A 2020 study from Charles Schwab found that Boomer’s lifestyle priorities for their lives, pre-tirement, and once fully retired, are staying fit and healthy (97%), spending time with family (95%) and spending time at home (95%) and it’s more important than ever that their space reflects this time and place in their lives.
With three decades in architecture and design, and nearly fifteen years dedicated to Senior Living, I’ve never seen such a significant shift in the standard of living, and the design expectations for elements and amenities than in the last 3 years – and I’ve never been more energized to be a part of this opportunity to redefine, and redesign, “Senior” Living – like our newest announced project, “Friendship Village” in the heart of the ultimate urban place to be, Bridge Park in Dublin, Ohio.
In our youth, being a “senior” was considered the highest place on the totem pole, but seemingly has taken on a negative connotation as a life stage – until now. Seniors are on top of the world, and 60 IS the new 30. Check out everything you need to know about what’s happening now, what’s coming next, and the ways architecture and design are here to make golden years shine.
Location, location, location – by the time “pre-tirement” is here, they’ve earned it.
Boomers are redefining Senior Living, no longer the traditional end-of-life living, but instead urban environments that make them feel alive.

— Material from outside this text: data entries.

pub mod extract;

use axum::Json;
use axum::extract::{Path, Query};
use axum::routing::{delete, patch, post};
use axum::{Router, extract::State, http::StatusCode, routing::get};
use serde::Deserialize;

use crate::db::repository;
use crate::error::AppError;
use crate::models::*;
use crate::services::SyncReport;
use crate::state::AppState;

pub use extract::{CurrentUser, USER_HEADER};

#[derive(Deserialize)]
struct UpcomingQueryParams {
    limit: Option<i64>,
}

pub fn router(state: AppState) -> Router {
    Router::new()
        .route("/health", get(health))
        .route("/courses", get(list_courses).post(create_course))
        .route("/assignments", post(create_assignment))
        .route("/assignments/{id}", delete(delete_assignment))
        .route("/assignments/{id}/milestones", post(create_milestone))
        .route("/assignments/{id}/calendar/deadline", post(generate_deadline_event))
        .route("/assignments/{id}/calendar/milestones", post(generate_milestone_events))
        .route("/milestones/{id}", delete(delete_milestone))
        .route("/milestones/{id}/toggle", patch(toggle_milestone))
        .route("/calendar/sync", post(sync_now))
        .route("/calendar/upcoming", get(upcoming_events))
        .route("/calendar/overdue", get(overdue_events))
        .route("/folders", post(create_folder))
        .route("/folders/tree", get(folder_tree))
        .with_state(state)
}

async fn health(State(state): State<AppState>) -> Result<StatusCode, AppError> {
    sqlx::query("select 1").execute(&state.db).await?;
    Ok(StatusCode::OK)
}

async fn list_courses(
    State(state): State<AppState>,
    CurrentUser(user_id): CurrentUser,
) -> Result<Json<Vec<Course>>, AppError> {
    let courses = repository::fetch_courses(&state.db, &user_id).await?;
    Ok(Json(courses))
}

async fn create_course(
    State(state): State<AppState>,
    CurrentUser(user_id): CurrentUser,
    Json(req): Json<NewCourseRequest>,
) -> Result<(StatusCode, Json<Course>), AppError> {
    if req.title.trim().is_empty() {
        return Err(AppError::validation("course title must not be empty"));
    }
    let course = repository::insert_course(&state.db, &user_id, req).await?;
    Ok((StatusCode::CREATED, Json(course)))
}

async fn create_assignment(
    State(state): State<AppState>,
    CurrentUser(user_id): CurrentUser,
    Json(req): Json<NewAssignmentRequest>,
) -> Result<(StatusCode, Json<Assignment>), AppError> {
    if req.title.trim().is_empty() {
        return Err(AppError::validation("assignment title must not be empty"));
    }
    if let Some(due_at) = req.due_at.as_deref() {
        parse_due_at(due_at)?;
    }
    repository::find_course(&state.db, &req.course_id, &user_id)
        .await?
        .ok_or(AppError::NotFound)?;

    let assignment = repository::insert_assignment(&state.db, &user_id, req).await?;
    Ok((StatusCode::CREATED, Json(assignment)))
}

async fn delete_assignment(
    State(state): State<AppState>,
    CurrentUser(user_id): CurrentUser,
    Path(id): Path<String>,
) -> Result<StatusCode, AppError> {
    if repository::delete_assignment(&state.db, &id, &user_id).await? {
        Ok(StatusCode::NO_CONTENT)
    } else {
        Err(AppError::NotFound)
    }
}

async fn create_milestone(
    State(state): State<AppState>,
    CurrentUser(user_id): CurrentUser,
    Path(assignment_id): Path<String>,
    Json(req): Json<NewMilestoneRequest>,
) -> Result<(StatusCode, Json<Milestone>), AppError> {
    if req.title.trim().is_empty() {
        return Err(AppError::validation("milestone title must not be empty"));
    }
    if !(req.weight.is_finite() && req.weight > 0.0) {
        return Err(AppError::validation("milestone weight must be a positive number"));
    }
    if let Some(due_at) = req.due_at.as_deref() {
        parse_due_at(due_at)?;
    }
    let assignment = state
        .reconciler
        .source()
        .get_owned_assignment(&assignment_id, &user_id)
        .await?;

    let milestone = repository::insert_milestone(&state.db, &assignment.id, req).await?;
    Ok((StatusCode::CREATED, Json(milestone)))
}

async fn delete_milestone(
    State(state): State<AppState>,
    CurrentUser(user_id): CurrentUser,
    Path(id): Path<String>,
) -> Result<StatusCode, AppError> {
    if repository::delete_milestone(&state.db, &id, &user_id).await? {
        Ok(StatusCode::NO_CONTENT)
    } else {
        Err(AppError::NotFound)
    }
}

async fn generate_deadline_event(
    State(state): State<AppState>,
    CurrentUser(user_id): CurrentUser,
    Path(assignment_id): Path<String>,
) -> Result<Json<Option<CalendarEvent>>, AppError> {
    let event = state
        .reconciler
        .generate_assignment_deadline_event(&assignment_id, &user_id)
        .await?;
    Ok(Json(event))
}

async fn generate_milestone_events(
    State(state): State<AppState>,
    CurrentUser(user_id): CurrentUser,
    Path(assignment_id): Path<String>,
) -> Result<Json<Vec<CalendarEvent>>, AppError> {
    let events = state
        .reconciler
        .generate_milestone_events(&assignment_id, &user_id)
        .await?;
    Ok(Json(events))
}

async fn toggle_milestone(
    State(state): State<AppState>,
    CurrentUser(user_id): CurrentUser,
    Path(id): Path<String>,
) -> Result<Json<ToggleResult>, AppError> {
    let result = state.progress.toggle(&id, &user_id).await?;
    Ok(Json(result))
}

async fn sync_now(
    State(state): State<AppState>,
    CurrentUser(user_id): CurrentUser,
) -> Result<Json<SyncReport>, AppError> {
    let report = state.sync.sync_user_events(&user_id).await?;
    Ok(Json(report))
}

async fn upcoming_events(
    State(state): State<AppState>,
    CurrentUser(user_id): CurrentUser,
    Query(params): Query<UpcomingQueryParams>,
) -> Result<Json<Vec<CalendarEvent>>, AppError> {
    let limit = params.limit.unwrap_or(state.config.upcoming_default_limit);
    let events = state.queries.get_upcoming_events(&user_id, limit).await?;
    Ok(Json(events))
}

async fn overdue_events(
    State(state): State<AppState>,
    CurrentUser(user_id): CurrentUser,
) -> Result<Json<Vec<CalendarEvent>>, AppError> {
    let events = state.queries.get_overdue_events(&user_id).await?;
    Ok(Json(events))
}

async fn create_folder(
    State(state): State<AppState>,
    CurrentUser(user_id): CurrentUser,
    Json(req): Json<NewFolderRequest>,
) -> Result<(StatusCode, Json<Folder>), AppError> {
    let folder = state.folders.create_folder(&user_id, req).await?;
    Ok((StatusCode::CREATED, Json(folder)))
}

async fn folder_tree(
    State(state): State<AppState>,
    CurrentUser(user_id): CurrentUser,
) -> Result<Json<Vec<FolderNode>>, AppError> {
    let tree = state.folders.folder_tree(&user_id).await?;
    Ok(Json(tree))
}
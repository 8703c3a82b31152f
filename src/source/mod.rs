mod http;

pub use http::HttpSource;

use async_trait::async_trait;
use sqlx::SqlitePool;

use crate::db::repository;
use crate::error::AppError;
use crate::models::{Assignment, Milestone};

/// Read access to the planning entities calendar events are derived from.
#[async_trait]
pub trait SourceRepository: Send + Sync {
    async fn get_assignment(&self, id: &str) -> Result<Option<Assignment>, AppError>;
    async fn list_assignments_by_user(&self, user_id: &str) -> Result<Vec<Assignment>, AppError>;
    async fn list_milestones_by_assignment(
        &self,
        assignment_id: &str,
    ) -> Result<Vec<Milestone>, AppError>;

    /// Fetches an assignment owned by `user_id`. A foreign assignment is
    /// reported exactly like a missing one.
    async fn get_owned_assignment(&self, id: &str, user_id: &str) -> Result<Assignment, AppError> {
        match self.get_assignment(id).await? {
            Some(assignment) if assignment.user_id == user_id => Ok(assignment),
            _ => Err(AppError::NotFound),
        }
    }
}

#[derive(Clone)]
pub struct SqliteSource {
    db: SqlitePool,
}

impl SqliteSource {
    pub fn new(db: SqlitePool) -> Self {
        Self { db }
    }
}

#[async_trait]
impl SourceRepository for SqliteSource {
    async fn get_assignment(&self, id: &str) -> Result<Option<Assignment>, AppError> {
        Ok(repository::find_assignment_by_id(&self.db, id).await?)
    }

    async fn list_assignments_by_user(&self, user_id: &str) -> Result<Vec<Assignment>, AppError> {
        Ok(repository::fetch_assignments_by_user(&self.db, user_id).await?)
    }

    async fn list_milestones_by_assignment(
        &self,
        assignment_id: &str,
    ) -> Result<Vec<Milestone>, AppError> {
        Ok(repository::fetch_milestones_by_assignment(&self.db, assignment_id).await?)
    }
}
use chrono::{DateTime, Utc};
use sqlx::SqlitePool;

use crate::db::events;
use crate::error::AppError;
use crate::models::CalendarEvent;
use crate::services::require_id;

pub const MAX_UPCOMING_LIMIT: i64 = 500;

/// Time-windowed reads over calendar events. Upcoming/overdue is decided
/// against the query instant in UTC; nothing is persisted by a read.
#[derive(Clone)]
pub struct QueryService {
    db: SqlitePool,
}

impl QueryService {
    pub fn new(db: SqlitePool) -> Self {
        Self { db }
    }

    pub async fn get_upcoming_events(
        &self,
        user_id: &str,
        limit: i64,
    ) -> Result<Vec<CalendarEvent>, AppError> {
        self.get_upcoming_events_at(user_id, limit, Utc::now()).await
    }

    /// Events starting at or after `now`, soonest first, ties by id.
    pub async fn get_upcoming_events_at(
        &self,
        user_id: &str,
        limit: i64,
        now: DateTime<Utc>,
    ) -> Result<Vec<CalendarEvent>, AppError> {
        require_id("user_id", user_id)?;
        if !(1..=MAX_UPCOMING_LIMIT).contains(&limit) {
            return Err(AppError::validation(format!(
                "limit must be between 1 and {}",
                MAX_UPCOMING_LIMIT
            )));
        }

        let events = events::fetch_upcoming(&self.db, user_id, now, limit).await?;
        Ok(events.into_iter().map(|e| e.at(now)).collect())
    }

    pub async fn get_overdue_events(&self, user_id: &str) -> Result<Vec<CalendarEvent>, AppError> {
        self.get_overdue_events_at(user_id, Utc::now()).await
    }

    /// Events already started and not completed, oldest first.
    pub async fn get_overdue_events_at(
        &self,
        user_id: &str,
        now: DateTime<Utc>,
    ) -> Result<Vec<CalendarEvent>, AppError> {
        require_id("user_id", user_id)?;
        let events = events::fetch_overdue(&self.db, user_id, now).await?;
        Ok(events.into_iter().map(|e| e.at(now)).collect())
    }
}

With 10,000 people turning 65 in the US every day, this group is ready to enjoy many more years of good health ahead, and want to be in the heart of it all, looking for urban environments connected within cities. This greying workforce is entering “pre-tirement”, and with Boomers working later, and longer, than any generation before, they have excess capital to afford luxury living.
In 8.5 years every boomer will be over 65, and a bulk majority of this generation will still be working. Unlike ever before, a place within the space to work remotely will be a “must-have” for most, and a “nice-to-have” for all.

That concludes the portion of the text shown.